[Stored dataset items]
....

mod app;
mod config;
mod error;
mod event;
mod form;
mod github;
mod lookup;
mod reconcile;
mod store;
#[cfg(test)]
mod test_utils;
mod ui;
mod view;

use app::App;
use clap::Parser;
use config::{ApiFlavor, Config};
use crossterm::{
    event::{Event, EventStream, KeyEventKind},
    execute,
    terminal::{disable_raw_mode, enable_raw_mode, EnterAlternateScreen, LeaveAlternateScreen},
};
use error::BranchscopeError;
use event::AppEvent;
use form::{FieldName, InputForm};
use futures::StreamExt;
use github::{client::GitHubLookup, BranchLookup};
use reconcile::FetchTicket;
use std::path::Path;
use std::sync::{Arc, Mutex};
use store::{FileStore, KeyValueStore, MemoryStore};
use tokio::sync::mpsc;
use tracing_subscriber::EnvFilter;

#[derive(Parser)]
#[command(name = "branchscope", about = "Look up a GitHub branch head, its repository and your API rate limit")]
struct Cli {
    #[arg(long, help = "Repository owner to pre-fill")]
    owner: Option<String>,

    #[arg(long, help = "Repository name to pre-fill")]
    repo: Option<String>,

    #[arg(long, help = "Branch name to pre-fill")]
    branch: Option<String>,

    #[arg(long, value_enum, help = "GitHub API to query")]
    api: Option<CliApi>,
}

#[derive(Clone, Copy, clap::ValueEnum)]
enum CliApi {
    Graphql,
    Rest,
}

impl From<CliApi> for ApiFlavor {
    fn from(api: CliApi) -> Self {
        match api {
            CliApi::Graphql => ApiFlavor::Graphql,
            CliApi::Rest => ApiFlavor::Rest,
        }
    }
}

fn init_logging(path: &Path) {
    if let Some(parent) = path.parent() {
        let _ = std::fs::create_dir_all(parent);
    }
    let file = match std::fs::OpenOptions::new().create(true).append(true).open(path) {
        Ok(f) => f,
        Err(e) => {
            eprintln!("warning: logging disabled, cannot open {}: {e}", path.display());
            return;
        }
    };

    let env_filter = match EnvFilter::try_from_default_env() {
        Ok(filter) => filter,
        Err(_) => EnvFilter::new("branchscope=info"),
    };

    tracing_subscriber::fmt()
        .with_env_filter(env_filter)
        .with_writer(Mutex::new(file))
        .with_ansi(false)
        .init();
}

fn open_store(config: &Config) -> Box<dyn KeyValueStore> {
    let path = config.resolved_store_path();
    match FileStore::open(path.clone()) {
        Ok(store) => Box::new(store),
        Err(e) => {
            tracing::warn!(path = %path.display(), error = %e, "Token store unavailable, using memory");
            Box::new(MemoryStore::default())
        }
    }
}

fn start_lookup(
    lookup: Arc<dyn BranchLookup>,
    ticket: FetchTicket,
    tx: mpsc::UnboundedSender<AppEvent>,
) -> tokio::task::JoinHandle<()> {
    let FetchTicket { generation, tuple } = ticket;
    tokio::spawn(async move {
        // A panicking lookup must still settle its generation.
        let task = tokio::spawn(async move { lookup.lookup(&tuple).await });
        let outcome = match task.await {
            Ok(outcome) => outcome,
            Err(e) => {
                tracing::error!(generation, error = %e, "Lookup task failed");
                Err(BranchscopeError::Transport(format!("lookup task failed: {e}")))
            }
        };
        let _ = tx.send(AppEvent::LookupDone { generation, outcome });
    })
}

#[tokio::main(flavor = "current_thread")]
async fn main() -> std::result::Result<(), Box<dyn std::error::Error>> {
    let cli = Cli::parse();
    let config = Config::load(cli.api.map(ApiFlavor::from));
    init_logging(&config.resolved_log_file());
    tracing::info!(?config, "Starting");

    let mut form = InputForm::new(open_store(&config), config.github_token.as_deref());
    for (name, value) in [
        (FieldName::Owner, &cli.owner),
        (FieldName::Repo, &cli.repo),
        (FieldName::Branch, &cli.branch),
    ] {
        if let Some(v) = value {
            form.prefill(name, v);
        }
    }

    let lookup: Arc<dyn BranchLookup> = Arc::new(GitHubLookup::new(config.api));
    let mut app = App::new(config, form);

    // Install panic hook before entering raw mode so terminal is restored on panic
    let default_hook = std::panic::take_hook();
    std::panic::set_hook(Box::new(move |info| {
        let _ = disable_raw_mode();
        let _ = execute!(std::io::stdout(), LeaveAlternateScreen);
        default_hook(info);
    }));

    enable_raw_mode()?;
    let mut stdout = std::io::stdout();
    execute!(stdout, EnterAlternateScreen)?;
    let backend = ratatui::backend::CrosstermBackend::new(stdout);
    let mut terminal = ratatui::Terminal::new(backend)?;

    let (tx, mut rx) = mpsc::unbounded_channel::<AppEvent>();

    let input_tx = tx.clone();
    tokio::spawn(async move {
        let mut reader = EventStream::new();
        while let Some(Ok(event)) = reader.next().await {
            let app_event = match event {
                Event::Key(key) if key.kind == KeyEventKind::Press => Some(AppEvent::Key(key)),
                Event::Resize(_, _) => Some(AppEvent::Resize),
                _ => None,
            };
            if let Some(e) = app_event {
                if input_tx.send(e).is_err() {
                    break;
                }
            }
        }
    });

    loop {
        if let Some(ticket) = app.take_pending_fetch() {
            start_lookup(lookup.clone(), ticket, tx.clone());
        }

        terminal.draw(|f| app.render(f))?;

        let first = match rx.recv().await {
            Some(e) => e,
            None => break,
        };
        app.handle_event(first);
        while let Ok(pending) = rx.try_recv() {
            app.handle_event(pending);
        }

        if app.should_quit {
            break;
        }
    }

    disable_raw_mode()?;
    execute!(terminal.backend_mut(), LeaveAlternateScreen)?;
    terminal.show_cursor()?;

    Ok(())
}
use crate::config::ApiFlavor;
use crate::error::{BranchscopeError, Result};
use crate::form::FieldTuple;
use crate::github::graphql::{self, QueryResponse};
use crate::github::rest::{self, RestBranch};
use crate::github::types::{BackendResponse, Data, RestErrorBody};
use crate::github::BranchLookup;
use async_trait::async_trait;
use octocrab::Octocrab;
use serde_json::Value;

#[derive(Clone)]
pub struct GitHubClient {
    octo: Octocrab,
}

impl GitHubClient {
    pub fn new(token: &str) -> Result<Self> {
        Self::build(token, None)
    }

    fn build(token: &str, base_uri: Option<&str>) -> Result<Self> {
        let mut builder = Octocrab::builder().personal_token(token.to_string());
        if let Some(uri) = base_uri {
            builder = builder
                .base_uri(uri)
                .map_err(|e| BranchscopeError::GitHub(e.to_string()))?;
        }
        let octo = builder
            .build()
            .map_err(|e| BranchscopeError::GitHub(e.to_string()))?;

        Ok(Self { octo })
    }

    pub async fn branch_head_graphql(&self, owner: &str, repo: &str, branch: &str) -> Result<Value> {
        let body = graphql::request_body(owner, repo, branch);
        let response: QueryResponse = match self.octo.graphql(&body).await {
            Ok(r) => r,
            Err(e) => return error_payload(e),
        };
        to_payload(graphql::into_backend_response(response))
    }

    pub async fn branch_head_rest(&self, owner: &str, repo: &str, branch: &str) -> Result<Value> {
        let repository = match self.octo.repos(owner, repo).get().await {
            Ok(r) => r,
            Err(e) => return error_payload(e),
        };

        let branch_result: std::result::Result<RestBranch, _> = self
            .octo
            .get(rest::branch_route(owner, repo, branch), None::<&()>)
            .await;
        let head = match branch_result {
            Ok(b) => Some(rest::branch_from_rest(b)),
            Err(e) if is_not_found(&e) => None,
            Err(e) => return error_payload(e),
        };

        let rate_limit_info = match self.octo.ratelimit().get().await {
            Ok(limits) => Some(rest::rate_limit_from_rest(limits)),
            Err(e) => {
                tracing::warn!(error = %e, "Could not read rate limit");
                None
            }
        };

        to_payload(BackendResponse::Data(Data {
            errors: None,
            rate_limit_info,
            branch: head,
            repo: Some(rest::repo_from_rest(repository)),
        }))
    }
}

fn to_payload(response: BackendResponse) -> Result<Value> {
    Ok(serde_json::to_value(response)?)
}

fn is_not_found(e: &octocrab::Error) -> bool {
    matches!(e, octocrab::Error::GitHub { source, .. } if source.status_code.as_u16() == 404)
}

/// GitHub answered with an error body: that is a payload, not a transport failure.
fn error_payload(e: octocrab::Error) -> Result<Value> {
    match e {
        octocrab::Error::GitHub { source, .. } => Ok(serde_json::to_value(RestErrorBody {
            message: source.message.clone(),
            documentation_url: source.documentation_url.clone(),
        })?),
        other => Err(BranchscopeError::Transport(other.to_string())),
    }
}

/// Production lookup: a fresh client per tuple, since the token may change.
pub struct GitHubLookup {
    api: ApiFlavor,
}

impl GitHubLookup {
    pub fn new(api: ApiFlavor) -> Self {
        Self { api }
    }
}

#[async_trait]
impl BranchLookup for GitHubLookup {
    async fn lookup(&self, tuple: &FieldTuple) -> Result<Value> {
        let client = GitHubClient::new(&tuple.token)?;
        match self.api {
            ApiFlavor::Graphql => {
                client
                    .branch_head_graphql(&tuple.owner, &tuple.repo, &tuple.branch)
                    .await
            }
            ApiFlavor::Rest => {
                client
                    .branch_head_rest(&tuple.owner, &tuple.repo, &tuple.branch)
                    .await
            }
        }
    }
}
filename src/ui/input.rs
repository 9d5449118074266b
use crossterm::event::{KeyCode, KeyEvent, KeyModifiers};

#[derive(Debug, Clone, PartialEq)]
pub enum Action {
    Char(char),
    Backspace,
    ClearDraft,
    Commit,
    NextField,
    PrevField,
    Quit,
    None,
}

pub fn map_key(key: KeyEvent) -> Action {
    let ctrl = key.modifiers.contains(KeyModifiers::CONTROL);
    match key.code {
        KeyCode::Char('c') if ctrl => Action::Quit,
        KeyCode::Char('u') if ctrl => Action::ClearDraft,
        KeyCode::Char(_) if ctrl => Action::None,
        KeyCode::Char(c) => Action::Char(c),
        KeyCode::Esc => Action::Quit,
        KeyCode::Enter => Action::Commit,
        KeyCode::Backspace => Action::Backspace,
        KeyCode::Tab | KeyCode::Down => Action::NextField,
        KeyCode::BackTab | KeyCode::Up => Action::PrevField,
        _ => Action::None,
    }
}
pub mod client;
pub mod graphql;
pub mod rest;
pub mod types;

use crate::error::Result;
use crate::form::FieldTuple;
use async_trait::async_trait;
use serde_json::Value;

/// Resolves a complete field tuple to a JSON payload.
///
/// `Err` means the call itself failed (network, TLS, decoding). Error bodies
/// that GitHub returns are `Ok` payloads and get classified downstream.
#[async_trait]
pub trait BranchLookup: Send + Sync {
    async fn lookup(&self, tuple: &FieldTuple) -> Result<Value>;
}
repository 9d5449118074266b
use crate::form::{FieldName, InputForm};
use crate::ui::{theme, truncate_with_ellipsis};
use ratatui::{
    buffer::Buffer as Buf,
    layout::Rect,
    style::{Modifier, Style},
    text::{Line, Span},
    widgets::{Block, Borders, Widget},
};

const LABEL_WIDTH: usize = 17;

pub struct FormPanel<'a> {
    pub form: &'a InputForm,
}

impl<'a> Widget for FormPanel<'a> {
    fn render(self, area: Rect, buf: &mut Buf) {
        let block = Block::default()
            .title(" branchscope ")
            .title_style(Style::default().fg(theme::ACCENT).add_modifier(Modifier::BOLD))
            .borders(Borders::ALL)
            .border_style(Style::default().fg(theme::ACTIVE_BORDER));
        let inner = block.inner(area);
        block.render(area, buf);

        if inner.width < LABEL_WIDTH as u16 + 4 {
            return;
        }

        let value_w = (inner.width as usize).saturating_sub(LABEL_WIDTH + 3);

        for (i, name) in FieldName::ALL.iter().enumerate() {
            let y = inner.y + i as u16;
            if y >= inner.bottom() {
                break;
            }
            let focused = *name == self.form.focused;
            let draft = self.form.draft(*name);
            let pending = draft != self.form.tuple().get(*name);

            let label_style = if focused {
                Style::default().fg(theme::ACCENT).add_modifier(Modifier::BOLD)
            } else {
                Style::default().fg(theme::DIM_TEXT)
            };

            let shown = if *name == FieldName::Token {
                mask(draft)
            } else {
                draft.to_string()
            };

            let mut spans = vec![
                Span::styled(if pending { "*" } else { " " }, Style::default().fg(theme::WARN_FG)),
                Span::styled(format!("{:<width$} ", name.label(), width = LABEL_WIDTH), label_style),
                Span::styled(
                    truncate_with_ellipsis(&shown, value_w),
                    Style::default().fg(theme::INPUT_COLOR),
                ),
            ];
            if focused {
                spans.push(Span::styled("\u{258c}", Style::default().fg(theme::INPUT_COLOR)));
            }

            buf.set_line(inner.x, y, &Line::from(spans), inner.width);
        }
    }
}

fn mask(token: &str) -> String {
    "\u{2022}".repeat(token.chars().count())
}
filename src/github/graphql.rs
use crate::github::types::{
    BackendResponse, Branch, Commit, Data, GraphqlErrorMessage, RateLimitInfo, Repo, User,
};
use serde::Deserialize;
use serde_json::{json, Value};

pub const BRANCH_HEAD_QUERY: &str = r#"
query BranchHeadCommitAuthor($owner: String!, $repoName: String!, $branch: String!) {
  rateLimit {
    cost
    limit
    nodeCount
    remaining
    resetAt
    used
  }
  repository(owner: $owner, name: $repoName) {
    nameWithOwner
    owner {
      login
      avatarUrl
      ... on User { name email }
      ... on Organization { name email }
    }
    ref(qualifiedName: $branch) {
      name
      target {
        __typename
        ... on Commit {
          oid
          message
          author { avatarUrl name email user { login } }
          committer { avatarUrl name email user { login } }
        }
      }
    }
  }
}
"#;

pub fn request_body(owner: &str, repo: &str, branch: &str) -> Value {
    json!({
        "query": BRANCH_HEAD_QUERY,
        "variables": {
            "owner": owner,
            "repoName": repo,
            "branch": branch,
        }
    })
}

#[derive(Debug, Deserialize)]
pub struct QueryResponse {
    pub data: Option<QueryData>,
    pub errors: Option<Vec<QueryError>>,
}

#[derive(Debug, Deserialize)]
pub struct QueryError {
    pub message: String,
}

#[derive(Debug, Deserialize)]
#[serde(rename_all = "camelCase")]
pub struct QueryData {
    pub rate_limit: Option<QueryRateLimit>,
    pub repository: Option<QueryRepository>,
}

#[derive(Debug, Deserialize)]
#[serde(rename_all = "camelCase")]
pub struct QueryRateLimit {
    pub cost: i64,
    pub limit: i64,
    pub node_count: i64,
    pub remaining: i64,
    pub reset_at: String,
    pub used: i64,
}

#[derive(Debug, Deserialize)]
#[serde(rename_all = "camelCase")]
pub struct QueryRepository {
    pub name_with_owner: String,
    pub owner: QueryOwner,
    #[serde(rename = "ref")]
    pub git_ref: Option<QueryRef>,
}

#[derive(Debug, Deserialize)]
#[serde(rename_all = "camelCase")]
pub struct QueryOwner {
    pub login: String,
    pub avatar_url: String,
    pub name: Option<String>,
    pub email: Option<String>,
}

#[derive(Debug, Deserialize)]
pub struct QueryRef {
    pub name: String,
    pub target: Option<QueryTarget>,
}

#[derive(Debug, Deserialize)]
#[serde(tag = "__typename")]
pub enum QueryTarget {
    Commit(QueryCommit),
    #[serde(other)]
    Other,
}

#[derive(Debug, Deserialize)]
pub struct QueryCommit {
    pub oid: String,
    pub message: String,
    pub author: Option<QueryGitActor>,
    pub committer: Option<QueryGitActor>,
}

#[derive(Debug, Deserialize)]
#[serde(rename_all = "camelCase")]
pub struct QueryGitActor {
    pub avatar_url: String,
    pub name: Option<String>,
    pub email: Option<String>,
    pub user: Option<QueryLogin>,
}

#[derive(Debug, Deserialize)]
pub struct QueryLogin {
    pub login: String,
}

/// Collapses a raw query response into the backend's answer shape.
pub fn into_backend_response(response: QueryResponse) -> BackendResponse {
    match build_data(response) {
        Ok(data) => BackendResponse::Data(data),
        Err(message) => BackendResponse::Error(message),
    }
}

fn build_data(response: QueryResponse) -> std::result::Result<Data, String> {
    let data = response
        .data
        .ok_or_else(|| "No data on response".to_string())?;

    let branch = data
        .repository
        .as_ref()
        .and_then(|repo| repo.git_ref.as_ref())
        .map(branch_from_ref)
        .transpose()?;

    Ok(Data {
        rate_limit_info: data.rate_limit.map(|r| RateLimitInfo {
            cost: r.cost,
            limit: r.limit,
            node_count: r.node_count,
            remaining: r.remaining,
            used: r.used,
            reset_at: r.reset_at,
        }),
        repo: data.repository.map(|repo| Repo {
            name_with_owner: repo.name_with_owner,
            owner: User {
                avatar_url: repo.owner.avatar_url,
                handle: Some(repo.owner.login),
                name: repo.owner.name,
                email: repo.owner.email,
            },
        }),
        branch,
        errors: response.errors.map(|errors| {
            errors
                .into_iter()
                .map(|e| GraphqlErrorMessage { message: e.message })
                .collect()
        }),
    })
}

fn branch_from_ref(git_ref: &QueryRef) -> std::result::Result<Branch, String> {
    let target = git_ref
        .target
        .as_ref()
        .ok_or_else(|| "No target for branch".to_string())?;

    let QueryTarget::Commit(commit) = target else {
        return Err("ref does not appear to be a commit".to_string());
    };

    let author = commit
        .author
        .as_ref()
        .ok_or_else(|| format!("No author on commit {}", commit.oid))?;
    let committer = commit
        .committer
        .as_ref()
        .ok_or_else(|| format!("No committer on commit {}", commit.oid))?;

    Ok(Branch {
        name: git_ref.name.clone(),
        head: Commit {
            sha: commit.oid.clone(),
            message: commit.message.clone(),
            author: user_from_actor(author),
            committer: user_from_actor(committer),
        },
    })
}

fn user_from_actor(actor: &QueryGitActor) -> User {
    User {
        avatar_url: actor.avatar_url.clone(),
        handle: actor.user.as_ref().map(|u| u.login.clone()),
        name: actor.name.clone(),
        email: actor.email.clone(),
    }
}
use crate::error::{BranchscopeError, Result};
use std::collections::BTreeMap;
use std::path::PathBuf;

pub const TOKEN_KEY: &str = "github.token";

/// Small persistent key/value slot store.
pub trait KeyValueStore: Send {
    fn get(&self, key: &str) -> Option<String>;
    fn set(&mut self, key: &str, value: &str) -> Result<()>;
}

/// Keeps entries in a flat TOML table, rewritten on every `set`.
pub struct FileStore {
    path: PathBuf,
    entries: BTreeMap<String, String>,
}

impl FileStore {
    pub fn open(path: PathBuf) -> Result<Self> {
        let entries = match std::fs::read_to_string(&path) {
            Ok(content) => toml::from_str(&content)?,
            Err(e) if e.kind() == std::io::ErrorKind::NotFound => BTreeMap::new(),
            Err(e) => return Err(e.into()),
        };
        Ok(Self { path, entries })
    }

    fn flush(&self) -> Result<()> {
        if let Some(parent) = self.path.parent() {
            std::fs::create_dir_all(parent)?;
        }
        let content = toml::to_string_pretty(&self.entries)?;
        std::fs::write(&self.path, content).map_err(|e| {
            BranchscopeError::Store(format!("writing {}: {e}", self.path.display()))
        })
    }
}

impl KeyValueStore for FileStore {
    fn get(&self, key: &str) -> Option<String> {
        self.entries.get(key).cloned()
    }

    fn set(&mut self, key: &str, value: &str) -> Result<()> {
        self.entries.insert(key.to_string(), value.to_string());
        self.flush()
    }
}

#[derive(Debug, Default, Clone)]
pub struct MemoryStore {
    entries: BTreeMap<String, String>,
}

impl KeyValueStore for MemoryStore {
    fn get(&self, key: &str) -> Option<String> {
        self.entries.get(key).cloned()
    }

    fn set(&mut self, key: &str, value: &str) -> Result<()> {
        self.entries.insert(key.to_string(), value.to_string());
        Ok(())
    }
}
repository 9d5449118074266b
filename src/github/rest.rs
use crate::github::types::{Branch, Commit, RateLimitInfo, Repo, User};
use chrono::{DateTime, Utc};
use itertools::Itertools;
use octocrab::models::{Author, RateLimit, Repository};
use serde::Deserialize;

// octocrab has no typed handler for a single branch, so its body is modelled here.

#[derive(Debug, Deserialize)]
pub struct RestAccount {
    pub login: String,
    pub avatar_url: String,
}

#[derive(Debug, Deserialize)]
pub struct RestSignature {
    pub name: Option<String>,
    pub email: Option<String>,
}

#[derive(Debug, Deserialize)]
pub struct RestGitCommit {
    pub message: String,
    pub author: Option<RestSignature>,
    pub committer: Option<RestSignature>,
}

#[derive(Debug, Deserialize)]
pub struct RestBranchCommit {
    pub sha: String,
    pub commit: RestGitCommit,
    pub author: Option<RestAccount>,
    pub committer: Option<RestAccount>,
}

#[derive(Debug, Deserialize)]
pub struct RestBranch {
    pub name: String,
    pub commit: RestBranchCommit,
}

/// Route of the single-branch endpoint. Path segments are percent-encoded;
/// slashes inside the branch name stay literal, as GitHub expects.
pub fn branch_route(owner: &str, repo: &str, branch: &str) -> String {
    format!(
        "/repos/{}/{}/branches/{}",
        urlencoding::encode(owner),
        urlencoding::encode(repo),
        branch.split('/').map(urlencoding::encode).join("/")
    )
}

pub fn repo_from_rest(repo: Repository) -> Repo {
    let owner = repo.owner.map(user_from_author).unwrap_or_default();
    let name_with_owner = repo.full_name.unwrap_or_else(|| match owner.handle.as_deref() {
        Some(login) => format!("{login}/{}", repo.name),
        None => repo.name,
    });
    Repo {
        name_with_owner,
        owner,
    }
}

fn user_from_author(author: Author) -> User {
    User {
        avatar_url: author.avatar_url.to_string(),
        name: author.name.or_else(|| Some(author.login.clone())),
        handle: Some(author.login),
        email: author.email,
    }
}

pub fn branch_from_rest(branch: RestBranch) -> Branch {
    let RestBranchCommit {
        sha,
        commit,
        author,
        committer,
    } = branch.commit;

    Branch {
        name: branch.name,
        head: Commit {
            sha,
            message: commit.message,
            author: user_from_parts(commit.author, author),
            committer: user_from_parts(commit.committer, committer),
        },
    }
}

fn user_from_parts(signature: Option<RestSignature>, account: Option<RestAccount>) -> User {
    let (name, email) = signature.map(|s| (s.name, s.email)).unwrap_or_default();
    let (handle, avatar_url) = account
        .map(|a| (Some(a.login), a.avatar_url))
        .unwrap_or_default();
    User {
        avatar_url,
        handle,
        name,
        email,
    }
}

/// REST has no per-query cost, so every call counts as one.
pub fn rate_limit_from_rest(limits: RateLimit) -> RateLimitInfo {
    let core = limits.resources.core;
    let reset_at = DateTime::<Utc>::from_timestamp(core.reset as i64, 0)
        .map(|t| t.to_rfc3339())
        .unwrap_or_default();
    RateLimitInfo {
        cost: 1,
        limit: core.limit as i64,
        node_count: 0,
        remaining: core.remaining as i64,
        used: core.used as i64,
        reset_at,
    }
}
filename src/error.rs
use thiserror::Error;

#[derive(Error, Debug)]
pub enum BranchscopeError {
    #[error("github error: {0}")]
    GitHub(String),

    #[error("transport error: {0}")]
    Transport(String),

    #[error("store error: {0}")]
    Store(String),

    #[error("io error: {0}")]
    Io(#[from] std::io::Error),

    #[error("json error: {0}")]
    Json(#[from] serde_json::Error),

    #[error("toml error: {0}")]
    TomlRead(#[from] toml::de::Error),

    #[error("toml error: {0}")]
    TomlWrite(#[from] toml::ser::Error),
}

pub type Result<T> = std::result::Result<T, BranchscopeError>;
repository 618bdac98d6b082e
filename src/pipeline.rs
pub mod backend;
pub mod renderer;
pub mod shaders;
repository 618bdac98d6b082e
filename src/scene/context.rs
use crate::pipeline::backend::BackendKind;
use crate::scene::camera::Camera;
use crate::scene::light::DirectionalLight;
use crate::scene::scene_graph::SceneGraph;
use nalgebra::Vector3;

/// Holds all scene resources required for rendering.
pub struct RenderContext {
    pub camera: Camera,
    pub light: DirectionalLight,
    pub scene: SceneGraph,
    pub clear_color: Vector3<f32>,
    /// Backend requested by the configuration.
    pub backend: BackendKind,
}
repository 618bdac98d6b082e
pub mod input;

....

**Work instructions:** Would you retype exactly the lines above, from the line with "does not appear" to the line with "key/value slot store.", with both end lines kept and nothing more?

**Problem solution:**
        return Err("ref does not appear to be a commit".to_string());
    };

    let author = commit
        .author
        .as_ref()
        .ok_or_else(|| format!("No author on commit {}", commit.oid))?;
    let committer = commit
        .committer
        .as_ref()
        .ok_or_else(|| format!("No committer on commit {}", commit.oid))?;

    Ok(Branch {
        name: git_ref.name.clone(),
        head: Commit {
            sha: commit.oid.clone(),
            message: commit.message.clone(),
            author: user_from_actor(author),
            committer: user_from_actor(committer),
        },
    })
}

fn user_from_actor(actor: &QueryGitActor) -> User {
    User {
        avatar_url: actor.avatar_url.clone(),
        handle: actor.user.as_ref().map(|u| u.login.clone()),
        name: actor.name.clone(),
        email: actor.email.clone(),
    }
}
use crate::error::{BranchscopeError, Result};
use std::collections::BTreeMap;
use std::path::PathBuf;

pub const TOKEN_KEY: &str = "github.token";

/// Small persistent key/value slot store.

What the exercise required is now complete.